== Raw data

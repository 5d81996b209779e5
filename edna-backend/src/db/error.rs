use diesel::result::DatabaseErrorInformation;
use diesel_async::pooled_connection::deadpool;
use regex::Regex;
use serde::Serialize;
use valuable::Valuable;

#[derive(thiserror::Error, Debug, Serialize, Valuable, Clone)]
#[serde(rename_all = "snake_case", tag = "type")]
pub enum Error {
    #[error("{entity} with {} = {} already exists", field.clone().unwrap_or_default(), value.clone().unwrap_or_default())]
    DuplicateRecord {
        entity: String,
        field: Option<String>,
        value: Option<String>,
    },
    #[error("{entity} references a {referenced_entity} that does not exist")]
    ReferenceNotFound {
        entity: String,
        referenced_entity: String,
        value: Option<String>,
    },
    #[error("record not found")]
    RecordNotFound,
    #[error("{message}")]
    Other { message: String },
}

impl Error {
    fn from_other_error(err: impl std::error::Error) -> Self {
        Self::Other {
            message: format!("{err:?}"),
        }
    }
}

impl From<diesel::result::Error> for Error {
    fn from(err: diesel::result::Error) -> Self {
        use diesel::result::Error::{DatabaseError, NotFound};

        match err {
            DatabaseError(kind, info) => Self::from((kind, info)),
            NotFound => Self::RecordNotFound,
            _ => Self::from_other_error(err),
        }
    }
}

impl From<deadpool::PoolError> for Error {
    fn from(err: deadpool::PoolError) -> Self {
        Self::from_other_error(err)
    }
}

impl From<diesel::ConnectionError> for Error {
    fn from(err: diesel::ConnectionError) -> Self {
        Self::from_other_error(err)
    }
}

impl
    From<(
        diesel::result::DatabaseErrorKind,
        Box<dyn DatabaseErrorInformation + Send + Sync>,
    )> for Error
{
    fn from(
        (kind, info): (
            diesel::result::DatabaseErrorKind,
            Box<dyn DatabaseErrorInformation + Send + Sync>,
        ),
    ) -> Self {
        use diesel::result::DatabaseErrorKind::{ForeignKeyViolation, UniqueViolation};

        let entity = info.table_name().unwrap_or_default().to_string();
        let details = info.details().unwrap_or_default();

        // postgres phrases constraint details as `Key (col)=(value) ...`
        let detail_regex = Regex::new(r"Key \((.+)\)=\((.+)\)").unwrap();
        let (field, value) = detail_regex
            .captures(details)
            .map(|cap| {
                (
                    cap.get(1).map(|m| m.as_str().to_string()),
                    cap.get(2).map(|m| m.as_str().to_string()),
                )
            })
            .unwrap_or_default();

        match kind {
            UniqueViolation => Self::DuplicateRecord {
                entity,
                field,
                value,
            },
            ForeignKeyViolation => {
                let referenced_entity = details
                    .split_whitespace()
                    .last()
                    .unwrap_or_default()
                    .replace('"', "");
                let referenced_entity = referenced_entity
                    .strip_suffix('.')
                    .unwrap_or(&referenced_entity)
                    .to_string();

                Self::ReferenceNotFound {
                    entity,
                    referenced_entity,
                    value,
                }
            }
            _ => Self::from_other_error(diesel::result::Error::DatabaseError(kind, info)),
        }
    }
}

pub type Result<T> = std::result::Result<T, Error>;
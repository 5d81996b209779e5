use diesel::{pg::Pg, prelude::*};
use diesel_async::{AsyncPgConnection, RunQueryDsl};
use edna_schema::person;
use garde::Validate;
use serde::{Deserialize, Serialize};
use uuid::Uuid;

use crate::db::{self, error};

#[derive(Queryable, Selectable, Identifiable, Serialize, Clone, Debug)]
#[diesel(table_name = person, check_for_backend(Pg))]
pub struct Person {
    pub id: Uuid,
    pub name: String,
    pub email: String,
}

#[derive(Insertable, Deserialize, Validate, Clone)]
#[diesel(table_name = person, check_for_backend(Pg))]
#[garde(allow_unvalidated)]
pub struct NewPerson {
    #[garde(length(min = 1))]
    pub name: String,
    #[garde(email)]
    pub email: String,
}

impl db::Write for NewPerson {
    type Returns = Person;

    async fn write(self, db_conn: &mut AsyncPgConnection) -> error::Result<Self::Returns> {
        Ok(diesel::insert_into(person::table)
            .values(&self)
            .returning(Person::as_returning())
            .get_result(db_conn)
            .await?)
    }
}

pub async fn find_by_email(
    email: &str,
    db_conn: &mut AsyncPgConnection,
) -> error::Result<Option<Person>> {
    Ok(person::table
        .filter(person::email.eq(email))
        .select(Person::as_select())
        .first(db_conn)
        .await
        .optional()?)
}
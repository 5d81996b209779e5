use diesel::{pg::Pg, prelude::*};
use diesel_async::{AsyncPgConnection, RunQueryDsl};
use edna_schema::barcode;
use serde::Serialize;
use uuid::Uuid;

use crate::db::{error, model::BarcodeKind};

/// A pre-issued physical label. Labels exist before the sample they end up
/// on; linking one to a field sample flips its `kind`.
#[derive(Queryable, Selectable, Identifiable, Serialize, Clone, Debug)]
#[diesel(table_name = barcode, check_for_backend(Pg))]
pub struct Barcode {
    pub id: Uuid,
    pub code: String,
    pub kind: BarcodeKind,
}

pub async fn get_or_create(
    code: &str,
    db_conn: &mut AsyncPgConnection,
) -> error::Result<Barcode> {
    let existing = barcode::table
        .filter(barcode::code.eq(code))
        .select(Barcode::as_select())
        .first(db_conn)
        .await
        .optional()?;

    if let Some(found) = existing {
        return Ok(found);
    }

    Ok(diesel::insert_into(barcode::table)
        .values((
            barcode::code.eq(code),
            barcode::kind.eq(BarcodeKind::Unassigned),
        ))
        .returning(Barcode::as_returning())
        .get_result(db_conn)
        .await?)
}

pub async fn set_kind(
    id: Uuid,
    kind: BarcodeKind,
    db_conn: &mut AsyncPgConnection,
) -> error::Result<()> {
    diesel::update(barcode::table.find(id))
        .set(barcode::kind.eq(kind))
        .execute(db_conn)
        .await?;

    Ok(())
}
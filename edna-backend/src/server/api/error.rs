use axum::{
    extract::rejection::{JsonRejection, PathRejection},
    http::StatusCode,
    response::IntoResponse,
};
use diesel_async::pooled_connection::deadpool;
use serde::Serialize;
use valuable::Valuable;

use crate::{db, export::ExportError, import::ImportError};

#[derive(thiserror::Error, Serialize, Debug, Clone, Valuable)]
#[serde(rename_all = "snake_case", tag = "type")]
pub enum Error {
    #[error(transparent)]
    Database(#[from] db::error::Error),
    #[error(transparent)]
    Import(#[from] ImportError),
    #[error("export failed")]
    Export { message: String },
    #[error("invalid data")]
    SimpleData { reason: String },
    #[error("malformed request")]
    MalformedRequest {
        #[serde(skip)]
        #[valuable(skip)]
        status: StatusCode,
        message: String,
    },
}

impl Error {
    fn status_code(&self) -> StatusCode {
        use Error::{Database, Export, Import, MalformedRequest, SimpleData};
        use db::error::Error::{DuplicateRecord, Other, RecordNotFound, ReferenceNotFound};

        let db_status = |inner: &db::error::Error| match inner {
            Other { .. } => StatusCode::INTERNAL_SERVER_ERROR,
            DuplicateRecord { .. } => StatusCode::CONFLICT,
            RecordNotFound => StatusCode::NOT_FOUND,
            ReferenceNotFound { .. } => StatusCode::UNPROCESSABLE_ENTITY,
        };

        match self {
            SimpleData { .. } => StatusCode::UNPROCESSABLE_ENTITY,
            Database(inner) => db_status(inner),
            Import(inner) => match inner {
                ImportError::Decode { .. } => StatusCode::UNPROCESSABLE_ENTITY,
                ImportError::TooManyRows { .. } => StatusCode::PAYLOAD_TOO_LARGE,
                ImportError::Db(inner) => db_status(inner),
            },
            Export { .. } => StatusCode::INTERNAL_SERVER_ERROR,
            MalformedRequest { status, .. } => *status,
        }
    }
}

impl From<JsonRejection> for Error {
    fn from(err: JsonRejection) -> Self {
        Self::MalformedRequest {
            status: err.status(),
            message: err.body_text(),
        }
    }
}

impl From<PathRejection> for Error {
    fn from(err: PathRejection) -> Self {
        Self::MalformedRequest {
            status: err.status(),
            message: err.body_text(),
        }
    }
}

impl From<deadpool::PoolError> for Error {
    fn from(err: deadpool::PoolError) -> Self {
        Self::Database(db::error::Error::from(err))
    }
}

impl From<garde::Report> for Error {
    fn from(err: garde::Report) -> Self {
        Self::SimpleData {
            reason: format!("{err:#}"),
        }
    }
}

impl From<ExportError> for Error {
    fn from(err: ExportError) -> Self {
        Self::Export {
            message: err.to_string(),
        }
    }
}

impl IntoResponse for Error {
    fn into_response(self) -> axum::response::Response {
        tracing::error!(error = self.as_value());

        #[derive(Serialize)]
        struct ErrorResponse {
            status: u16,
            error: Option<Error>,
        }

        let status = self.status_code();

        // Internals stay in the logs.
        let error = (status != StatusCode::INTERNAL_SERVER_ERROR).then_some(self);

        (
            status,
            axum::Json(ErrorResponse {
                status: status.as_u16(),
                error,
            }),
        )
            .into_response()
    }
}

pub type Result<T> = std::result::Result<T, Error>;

====

▶ _What is needed_
The answer is a single number: how many lines in the data above hold the string "RecordNotFound".

▶ _Written solution_
4